◆ ABOUT THIS TASK
All of the data must be printed exactly; please include every line.

◆ DATA PROVIDED
»»

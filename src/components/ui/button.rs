use leptos::prelude::*;

#[component]
pub fn Button(
    #[prop(optional)] button_type: Option<&'static str>,
    #[prop(optional, into, default = Signal::from(false))] disabled: Signal<bool>,
    children: Children,
) -> impl IntoView {
    let button_type = button_type.unwrap_or("button");

    view! {
        <button
            type=button_type
            class="text-white bg-blue-700 hover:bg-blue-800 focus:ring-4 focus:outline-none focus:ring-blue-300 font-medium rounded-lg text-sm w-full px-5 py-2.5 text-center dark:bg-blue-600 dark:hover:bg-blue-700 dark:focus:ring-blue-800"
            class:cursor-not-allowed=move || disabled.get()
            class:opacity-70=move || disabled.get()
            disabled=move || disabled.get()
        >
            {children()}
        </button>
    }
}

««

◆ FINISHED EXERCISE
filename src/components/ui/button.rs
use leptos::prelude::*;

#[component]
pub fn Button(
    #[prop(optional)] button_type: Option<&'static str>,
    #[prop(optional, into, default = Signal::from(false))] disabled: Signal<bool>,
    children: Children,
) -> impl IntoView {
    let button_type = button_type.unwrap_or("button");

    view! {
        <button
            type=button_type
            class="text-white bg-blue-700 hover:bg-blue-800 focus:ring-4 focus:outline-none focus:ring-blue-300 font-medium rounded-lg text-sm w-full px-5 py-2.5 text-center dark:bg-blue-600 dark:hover:bg-blue-700 dark:focus:ring-blue-800"
            class:cursor-not-allowed=move || disabled.get()
            class:opacity-70=move || disabled.get()
            disabled=move || disabled.get()
        >
            {children()}
        </button>
    }
}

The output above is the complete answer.